The chemical analysis of tree tissues can provide insight to the composition of rocks concealed by overburden. The roots of trees can be perceived as natural drills that penetrate the substrate and extract metals from overburden, groundwater and locally bedrock. These metals are translocated through the roots into the aerial tissues where they are sequestered in differing proportions according to tolerances to metals and(or) the metabolic requirements of an individual species of tree - in this case outer bark of lodgepole pine and Engelmann spruce. Chemical signatures are usually subtle and data should be interpreted carefully.
During the course of a mapping programme in the summers of 2007 and 2008, bark and twigs from pine and spruce, and foliage from a few western redcedar were collected on an opportunistic basis in the eastern Bonaparte Lake map area (NTS 92P 09 and 10). In 2009, a brief visit was made to collect more samples from an area of known PGE enrichments (Dum Lake) and to further substantiate the elevated levels of REE detected during the earlier surveys.
More than 500 samples were collected and analyzed for 53 elements. A few were analyzed, also, for all the PGEs and REEs. Not all elements were detectable, and some were too close to the detection limit to be usable as reliable data. However, data with good to excellent precision was obtained for more than 30 elements for all samples. Subtle multi-element trends and associations were sought in the data with the objective of assisting in mapping the concealed bedrock and for providing focus for more detailed mineral exploration.
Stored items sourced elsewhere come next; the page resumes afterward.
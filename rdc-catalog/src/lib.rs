// Copyright 2025 RDC Contributors
// Licensed under the Apache License, Version 2.0

//! Local catalog for the replicated database
//!
//! This module handles:
//! - Per-database metadata files and table registration
//! - The process-wide catalog registry and DDL guards
//! - Metadata transactions bound to DDL sessions
//! - Deferred table drops and UUID release tracking

pub mod catalog;
pub mod guard;
pub mod registry;
pub mod session;
pub mod table;

pub use catalog::{CatalogPolicy, LocalCatalog};
pub use guard::{DdlGuard, DdlGuards};
pub use registry::CatalogRegistry;
pub use session::{DdlSession, MetadataTransaction};
pub use table::TableEntry;
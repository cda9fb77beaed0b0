// Copyright 2025 RDC Contributors
// Licensed under the Apache License, Version 2.0

//! Utility functions

/// Escape an object name so it can be used as a file name or a store node
/// name. Reversible: every byte outside `[A-Za-z0-9_]` becomes `%XX`.
pub fn escape_for_file_name(name: &str) -> String {
    let mut out = String::with_capacity(name.len());
    for byte in name.bytes() {
        match byte {
            b'A'..=b'Z' | b'a'..=b'z' | b'0'..=b'9' | b'_' => out.push(byte as char),
            _ => out.push_str(&format!("%{:02X}", byte)),
        }
    }
    out
}

/// Reverse of [`escape_for_file_name`]. Malformed escapes are kept verbatim.
pub fn unescape_for_file_name(name: &str) -> String {
    let bytes = name.as_bytes();
    let mut out = Vec::with_capacity(bytes.len());
    let mut i = 0;
    while i < bytes.len() {
        if bytes[i] == b'%' {
            if let (Some(hi), Some(lo)) = (
                bytes.get(i + 1).and_then(|b| (*b as char).to_digit(16)),
                bytes.get(i + 2).and_then(|b| (*b as char).to_digit(16)),
            ) {
                out.push((hi * 16 + lo) as u8);
                i += 3;
                continue;
            }
        }
        out.push(bytes[i]);
        i += 1;
    }
    String::from_utf8_lossy(&out).into_owned()
}
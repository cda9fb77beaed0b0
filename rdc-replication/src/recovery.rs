// Copyright 2025 RDC Contributors
// Licensed under the Apache License, Version 2.0

//! Replica recovery
//!
//! Brings a fresh or lagging replica to the authoritative snapshot. Local
//! tables the snapshot does not confirm are never deleted outright: they
//! are dropped only when data-free, and otherwise moved into the
//! `<db>_broken_tables` shadow database.

use crate::database::ReplicatedDatabase;
use crate::layout::StoreLayout;
use rdc_catalog::{CatalogPolicy, DdlSession};
use rdc_common::constants::{BROKEN_TABLES_SUFFIX, MAX_SNAPSHOT_RETRIES};
use rdc_common::utils::{escape_for_file_name, unescape_for_file_name};
use rdc_common::{LogPtr, RdcError, Result};
use rdc_coordination::CoordinationStore;
use rdc_ddl::{create_from_store, parsed_table_uuid};
use rand::Rng;
use std::collections::BTreeMap;
use tracing::{debug, info, warn};
use uuid::Uuid;

pub struct RecoveryEngine<'a> {
    database: &'a ReplicatedDatabase,
}

impl<'a> RecoveryEngine<'a> {
    pub fn new(database: &'a ReplicatedDatabase) -> Self {
        Self { database }
    }

    /// Reconcile local state with the snapshot at `max_log_ptr`, then seal
    /// this replica's log pointer there.
    pub fn run(&self, our_log_ptr: LogPtr, mut max_log_ptr: LogPtr) -> Result<()> {
        if our_log_ptr == 0 {
            info!(max_log_ptr, "creating replica state from snapshot");
        } else {
            warn!(
                our_log_ptr,
                max_log_ptr, "recovering replica with stale log pointer"
            );
        }

        let store = self.database.store().as_ref();
        let layout = self.database.layout();
        let snapshot = self.consistent_metadata_snapshot(store, layout, &mut max_log_ptr)?;

        let to_detach = self.plan_detach(&snapshot)?;
        self.detach_diverged(&to_detach, max_log_ptr)?;
        self.apply_missing(&snapshot)?;

        layout.write_replica_log_ptr(
            store,
            &self.database.replica_name().full_name(),
            max_log_ptr,
        )?;
        info!(log_ptr = max_log_ptr, "replica recovered");
        Ok(())
    }

    /// Phase 1: read `/metadata` until the result is provably a snapshot at
    /// a stable `max_log_ptr`.
    fn consistent_metadata_snapshot(
        &self,
        store: &dyn CoordinationStore,
        layout: &StoreLayout,
        max_log_ptr: &mut LogPtr,
    ) -> Result<BTreeMap<String, String>> {
        for _ in 0..MAX_SNAPSHOT_RETRIES {
            debug!(max_log_ptr = *max_log_ptr, "fetching metadata snapshot");
            let (names, _) = store.get_children(&layout.metadata_path())?;
            let paths: Vec<String> = names
                .iter()
                .map(|name| format!("{}/{}", layout.metadata_path(), name))
                .collect();
            let values = store.try_get_many(&paths);

            let mut snapshot = BTreeMap::new();
            for (name, value) in names.iter().zip(values) {
                if let Some(text) = value {
                    snapshot.insert(unescape_for_file_name(name), text);
                }
            }

            let new_max = layout.read_max_log_ptr(store)?;
            if new_max == *max_log_ptr && snapshot.len() == names.len() {
                debug!(max_log_ptr = *max_log_ptr, tables = snapshot.len(), "snapshot is consistent");
                return Ok(snapshot);
            }
            if *max_log_ptr < new_max {
                debug!(from = *max_log_ptr, to = new_max, "log pointer moved, retrying");
                *max_log_ptr = new_max;
            } else {
                debug!("some metadata nodes could not be read, retrying");
            }
        }
        Err(RdcError::ReplicationFailed(
            "cannot get consistent metadata snapshot".to_string(),
        ))
    }

    /// Phase 2 + 3: decide which local tables the snapshot does not
    /// confirm, refusing to continue if that is most of them.
    fn plan_detach(&self, snapshot: &BTreeMap<String, String>) -> Result<Vec<String>> {
        let catalog = self.database.catalog();
        let mut to_detach = Vec::new();
        let mut total_tables = 0usize;

        for table in catalog.tables() {
            total_tables += 1;
            let local_text = catalog.read_metadata_file(&table.name)?;
            let keep = match snapshot.get(&table.name) {
                None => false,
                Some(store_text) if *store_text == local_text => true,
                Some(store_text) => {
                    // Replicated engines reconcile their own data; equal
                    // UUIDs mean it is the same table even if the texts
                    // have drifted.
                    table.has_replicated_engine()
                        && parsed_table_uuid(store_text) == Some(table.uuid)
                }
            };
            if !keep {
                to_detach.push(table.name);
            }
        }

        if total_tables < to_detach.len() * 2 {
            return Err(RdcError::ReplicationFailed(format!(
                "too many tables to recreate: {} of {}",
                to_detach.len(),
                total_tables
            )));
        }
        Ok(to_detach)
    }

    /// Phase 4 + 5: move diverged tables out of the way and wait until
    /// dropped UUIDs are fully released.
    fn detach_diverged(&self, to_detach: &[String], max_log_ptr: LogPtr) -> Result<()> {
        if to_detach.is_empty() {
            return Ok(());
        }
        let registry = self.database.registry();
        let catalog = self.database.catalog();
        let db_name = catalog.name().to_string();
        let broken_db_name = format!("{}{}", db_name, BROKEN_TABLES_SUFFIX);

        warn!(
            count = to_detach.len(),
            shadow = %broken_db_name,
            "moving diverged tables out of the replicated database"
        );
        // The shadow database does not persist UUIDs, so a recovered table
        // can later be recreated under its original identity.
        let shadow = registry.ensure_database(&broken_db_name, CatalogPolicy::Transient)?;

        let session = DdlSession::secondary();
        let mut dropped_dicts = 0usize;
        let mut dropped_tables: Vec<Uuid> = Vec::new();
        let mut moved_tables = 0usize;

        for name in to_detach {
            let suffix = rand::thread_rng().gen_range(0..1000);
            let to_name = format!("{}_{}_{}", name, max_log_ptr, suffix);
            // db < db_broken_tables, so the pair is always locked in the
            // same order as any other statement touching both.
            let _guards = registry.guards().acquire_pair(
                (db_name.as_str(), name.as_str()),
                (broken_db_name.as_str(), to_name.as_str()),
            );
            if !registry.is_database_attached(&db_name) {
                return Err(RdcError::UnknownDatabase(format!(
                    "{} was renamed or detached during recovery",
                    db_name
                )));
            }
            let Some(table) = catalog.table(name) else {
                continue;
            };

            if table.is_dictionary() {
                debug!(dictionary = %name, "dropping diverged dictionary");
                catalog.drop_table(&session, name, true)?;
                dropped_dicts += 1;
            } else if !table.stores_data_on_disk() {
                debug!(table = %name, "dropping diverged table without on-disk data");
                dropped_tables.push(table.uuid);
                catalog.drop_table(&session, name, false)?;
            } else {
                debug!(table = %name, to = %to_name, "moving diverged table to the shadow database");
                catalog.rename_table(&session, name, &shadow, &to_name, false)?;
                moved_tables += 1;
            }
        }

        warn!(
            total = to_detach.len(),
            dropped_dicts,
            dropped_tables = dropped_tables.len(),
            moved_tables,
            "cleaned outdated objects"
        );

        for uuid in dropped_tables {
            self.database.registry().wait_table_finally_dropped(uuid);
        }
        Ok(())
    }

    /// Phase 6: create everything the snapshot has and we do not, as
    /// secondary queries so nothing is re-enqueued.
    fn apply_missing(&self, snapshot: &BTreeMap<String, String>) -> Result<()> {
        let catalog = self.database.catalog();
        let database_name = catalog.name().to_string();
        for (name, text) in snapshot {
            if catalog.is_table_exist(name) {
                continue;
            }
            let create = create_from_store(&escape_for_file_name(name), text, &database_name)?;
            info!(table = %name, "executing stored CREATE");
            let session = DdlSession::secondary();
            let _guard = self
                .database
                .registry()
                .guards()
                .acquire(&database_name, name);
            self.database.create_table(&session, &create)?;
        }
        Ok(())
    }
}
A conclusion is that in the study area, for most elements, pine bark would be the preferred sample medium, because of its ability to concentrate many elements to higher levels than spruce bark.
From this study, we conclude that the careful application of biogeochemical methods used in conjunction with other geological and geochemical data and concepts may assist in the exploration for minerals in this environment by identifying spatially-related multi-element zones of subtle enrichments.